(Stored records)

════

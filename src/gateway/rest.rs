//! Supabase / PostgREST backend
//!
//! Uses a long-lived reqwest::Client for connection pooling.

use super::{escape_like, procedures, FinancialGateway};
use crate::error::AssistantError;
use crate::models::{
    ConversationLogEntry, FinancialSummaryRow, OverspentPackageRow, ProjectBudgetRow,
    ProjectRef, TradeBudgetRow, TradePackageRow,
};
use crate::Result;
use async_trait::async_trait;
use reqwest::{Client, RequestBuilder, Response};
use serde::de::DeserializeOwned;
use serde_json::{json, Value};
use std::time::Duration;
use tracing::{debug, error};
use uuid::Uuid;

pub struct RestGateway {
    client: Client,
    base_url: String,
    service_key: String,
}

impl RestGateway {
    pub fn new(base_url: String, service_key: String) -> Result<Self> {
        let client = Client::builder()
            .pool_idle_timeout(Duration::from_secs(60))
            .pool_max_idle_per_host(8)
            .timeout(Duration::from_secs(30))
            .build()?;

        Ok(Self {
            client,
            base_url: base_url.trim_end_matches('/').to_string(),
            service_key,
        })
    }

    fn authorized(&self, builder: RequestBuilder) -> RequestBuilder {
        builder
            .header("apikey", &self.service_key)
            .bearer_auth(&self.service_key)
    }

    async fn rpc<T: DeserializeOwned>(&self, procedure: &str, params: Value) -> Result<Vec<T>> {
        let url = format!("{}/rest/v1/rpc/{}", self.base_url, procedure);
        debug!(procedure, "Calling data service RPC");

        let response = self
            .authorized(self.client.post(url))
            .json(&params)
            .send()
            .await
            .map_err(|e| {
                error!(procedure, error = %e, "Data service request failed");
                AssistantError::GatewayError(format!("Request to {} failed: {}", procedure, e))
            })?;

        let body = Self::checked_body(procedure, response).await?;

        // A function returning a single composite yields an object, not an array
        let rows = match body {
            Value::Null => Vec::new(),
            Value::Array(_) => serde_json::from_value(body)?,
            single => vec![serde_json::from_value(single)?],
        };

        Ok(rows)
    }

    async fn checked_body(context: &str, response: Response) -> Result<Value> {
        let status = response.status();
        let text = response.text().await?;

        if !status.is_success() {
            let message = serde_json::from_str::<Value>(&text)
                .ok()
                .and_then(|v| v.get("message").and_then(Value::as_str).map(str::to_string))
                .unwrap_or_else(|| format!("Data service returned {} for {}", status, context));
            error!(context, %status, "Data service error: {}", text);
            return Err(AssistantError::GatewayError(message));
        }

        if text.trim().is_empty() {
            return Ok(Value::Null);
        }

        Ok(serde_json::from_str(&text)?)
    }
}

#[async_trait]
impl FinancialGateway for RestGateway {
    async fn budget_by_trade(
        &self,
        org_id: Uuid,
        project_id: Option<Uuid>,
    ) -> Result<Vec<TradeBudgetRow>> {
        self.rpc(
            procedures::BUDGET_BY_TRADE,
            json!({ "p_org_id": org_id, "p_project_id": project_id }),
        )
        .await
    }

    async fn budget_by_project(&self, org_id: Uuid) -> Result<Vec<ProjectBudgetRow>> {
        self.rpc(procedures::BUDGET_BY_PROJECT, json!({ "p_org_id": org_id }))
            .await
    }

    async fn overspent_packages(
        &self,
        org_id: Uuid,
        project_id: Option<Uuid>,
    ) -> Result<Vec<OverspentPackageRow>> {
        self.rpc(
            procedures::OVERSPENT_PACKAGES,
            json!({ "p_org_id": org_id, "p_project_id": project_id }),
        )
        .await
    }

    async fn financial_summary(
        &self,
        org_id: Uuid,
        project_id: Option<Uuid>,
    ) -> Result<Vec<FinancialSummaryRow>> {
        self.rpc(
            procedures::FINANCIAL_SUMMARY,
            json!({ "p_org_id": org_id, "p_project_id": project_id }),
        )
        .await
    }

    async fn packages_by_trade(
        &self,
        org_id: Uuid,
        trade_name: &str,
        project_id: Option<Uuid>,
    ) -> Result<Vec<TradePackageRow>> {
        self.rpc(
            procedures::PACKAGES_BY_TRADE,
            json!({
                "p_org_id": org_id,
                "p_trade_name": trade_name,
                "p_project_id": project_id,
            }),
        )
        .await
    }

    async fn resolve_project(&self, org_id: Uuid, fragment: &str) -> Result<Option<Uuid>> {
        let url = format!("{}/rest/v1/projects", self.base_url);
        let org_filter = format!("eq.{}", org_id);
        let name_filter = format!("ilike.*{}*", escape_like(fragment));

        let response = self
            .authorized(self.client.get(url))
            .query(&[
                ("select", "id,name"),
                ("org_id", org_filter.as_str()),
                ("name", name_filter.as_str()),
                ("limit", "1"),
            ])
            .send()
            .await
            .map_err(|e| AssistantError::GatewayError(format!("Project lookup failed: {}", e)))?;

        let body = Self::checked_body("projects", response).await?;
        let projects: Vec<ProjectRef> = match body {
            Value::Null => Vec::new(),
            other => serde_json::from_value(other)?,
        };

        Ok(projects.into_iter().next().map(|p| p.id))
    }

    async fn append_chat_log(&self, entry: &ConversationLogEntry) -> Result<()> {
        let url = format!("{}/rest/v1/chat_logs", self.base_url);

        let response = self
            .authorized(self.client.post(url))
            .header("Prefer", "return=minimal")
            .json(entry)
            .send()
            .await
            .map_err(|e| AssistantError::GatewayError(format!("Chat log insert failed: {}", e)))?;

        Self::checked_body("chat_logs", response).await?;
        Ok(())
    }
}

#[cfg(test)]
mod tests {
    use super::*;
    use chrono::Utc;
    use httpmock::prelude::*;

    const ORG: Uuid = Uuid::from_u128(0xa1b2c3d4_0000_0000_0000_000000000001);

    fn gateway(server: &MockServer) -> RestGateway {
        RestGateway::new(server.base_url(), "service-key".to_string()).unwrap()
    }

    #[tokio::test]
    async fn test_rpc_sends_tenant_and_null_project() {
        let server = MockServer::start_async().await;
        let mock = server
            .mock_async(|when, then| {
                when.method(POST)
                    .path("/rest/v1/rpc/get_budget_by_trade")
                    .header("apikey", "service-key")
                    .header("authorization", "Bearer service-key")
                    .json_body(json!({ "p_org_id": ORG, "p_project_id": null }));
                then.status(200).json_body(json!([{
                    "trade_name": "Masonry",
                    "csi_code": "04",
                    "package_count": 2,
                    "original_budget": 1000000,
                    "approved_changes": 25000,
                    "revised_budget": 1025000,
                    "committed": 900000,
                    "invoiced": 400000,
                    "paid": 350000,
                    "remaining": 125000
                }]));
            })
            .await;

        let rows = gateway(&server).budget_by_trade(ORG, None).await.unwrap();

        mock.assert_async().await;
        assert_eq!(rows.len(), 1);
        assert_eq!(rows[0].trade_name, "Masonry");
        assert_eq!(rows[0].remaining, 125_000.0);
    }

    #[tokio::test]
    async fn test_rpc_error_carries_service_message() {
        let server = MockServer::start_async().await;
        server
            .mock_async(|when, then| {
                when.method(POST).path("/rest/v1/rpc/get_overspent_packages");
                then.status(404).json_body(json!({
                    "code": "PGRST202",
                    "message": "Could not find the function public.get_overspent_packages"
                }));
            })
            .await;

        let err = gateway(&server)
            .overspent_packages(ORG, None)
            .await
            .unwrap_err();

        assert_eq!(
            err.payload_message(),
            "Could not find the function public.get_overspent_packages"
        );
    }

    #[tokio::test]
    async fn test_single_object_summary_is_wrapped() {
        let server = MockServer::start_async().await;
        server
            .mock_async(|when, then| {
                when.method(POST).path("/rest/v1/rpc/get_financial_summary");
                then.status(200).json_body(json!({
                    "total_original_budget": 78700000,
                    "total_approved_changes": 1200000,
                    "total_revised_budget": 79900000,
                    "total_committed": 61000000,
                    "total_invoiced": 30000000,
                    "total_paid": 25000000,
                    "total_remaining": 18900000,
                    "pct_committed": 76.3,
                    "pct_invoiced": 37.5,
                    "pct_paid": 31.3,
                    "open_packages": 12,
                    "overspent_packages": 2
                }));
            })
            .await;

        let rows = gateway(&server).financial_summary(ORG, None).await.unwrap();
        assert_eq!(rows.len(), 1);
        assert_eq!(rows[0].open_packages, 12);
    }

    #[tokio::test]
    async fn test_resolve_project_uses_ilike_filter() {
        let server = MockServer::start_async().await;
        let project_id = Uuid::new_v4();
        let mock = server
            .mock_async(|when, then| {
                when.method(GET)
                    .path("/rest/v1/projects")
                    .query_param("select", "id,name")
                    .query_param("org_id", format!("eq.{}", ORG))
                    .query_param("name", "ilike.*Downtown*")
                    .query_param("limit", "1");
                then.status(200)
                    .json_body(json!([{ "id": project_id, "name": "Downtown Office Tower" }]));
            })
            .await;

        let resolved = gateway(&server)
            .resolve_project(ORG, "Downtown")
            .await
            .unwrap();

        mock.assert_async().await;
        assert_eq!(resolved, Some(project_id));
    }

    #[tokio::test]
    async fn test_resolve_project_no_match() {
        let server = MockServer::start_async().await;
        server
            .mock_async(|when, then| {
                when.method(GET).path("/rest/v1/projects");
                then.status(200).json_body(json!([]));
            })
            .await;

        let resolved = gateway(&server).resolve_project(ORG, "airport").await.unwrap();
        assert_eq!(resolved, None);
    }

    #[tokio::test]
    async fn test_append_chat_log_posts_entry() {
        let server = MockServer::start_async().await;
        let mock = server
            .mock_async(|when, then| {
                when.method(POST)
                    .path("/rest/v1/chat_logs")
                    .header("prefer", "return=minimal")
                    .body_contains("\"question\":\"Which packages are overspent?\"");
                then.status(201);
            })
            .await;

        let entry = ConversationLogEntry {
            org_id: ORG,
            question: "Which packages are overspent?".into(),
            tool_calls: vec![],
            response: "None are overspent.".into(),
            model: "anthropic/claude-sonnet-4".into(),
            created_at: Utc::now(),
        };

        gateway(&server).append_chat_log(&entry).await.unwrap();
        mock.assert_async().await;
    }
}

════

● WORK INSTRUCTION:
Print, without alteration, only the lines above between the one holding "let rows = match" and the one holding "async fn budget_by_project(&self, org_id: Uuid)", inclusive.

● RESPONSE BELOW:
        let rows = match body {
            Value::Null => Vec::new(),
            Value::Array(_) => serde_json::from_value(body)?,
            single => vec![serde_json::from_value(single)?],
        };

        Ok(rows)
    }

    async fn checked_body(context: &str, response: Response) -> Result<Value> {
        let status = response.status();
        let text = response.text().await?;

        if !status.is_success() {
            let message = serde_json::from_str::<Value>(&text)
                .ok()
                .and_then(|v| v.get("message").and_then(Value::as_str).map(str::to_string))
                .unwrap_or_else(|| format!("Data service returned {} for {}", status, context));
            error!(context, %status, "Data service error: {}", text);
            return Err(AssistantError::GatewayError(message));
        }

        if text.trim().is_empty() {
            return Ok(Value::Null);
        }

        Ok(serde_json::from_str(&text)?)
    }
}

#[async_trait]
impl FinancialGateway for RestGateway {
    async fn budget_by_trade(
        &self,
        org_id: Uuid,
        project_id: Option<Uuid>,
    ) -> Result<Vec<TradeBudgetRow>> {
        self.rpc(
            procedures::BUDGET_BY_TRADE,
            json!({ "p_org_id": org_id, "p_project_id": project_id }),
        )
        .await
    }

    async fn budget_by_project(&self, org_id: Uuid) -> Result<Vec<ProjectBudgetRow>> {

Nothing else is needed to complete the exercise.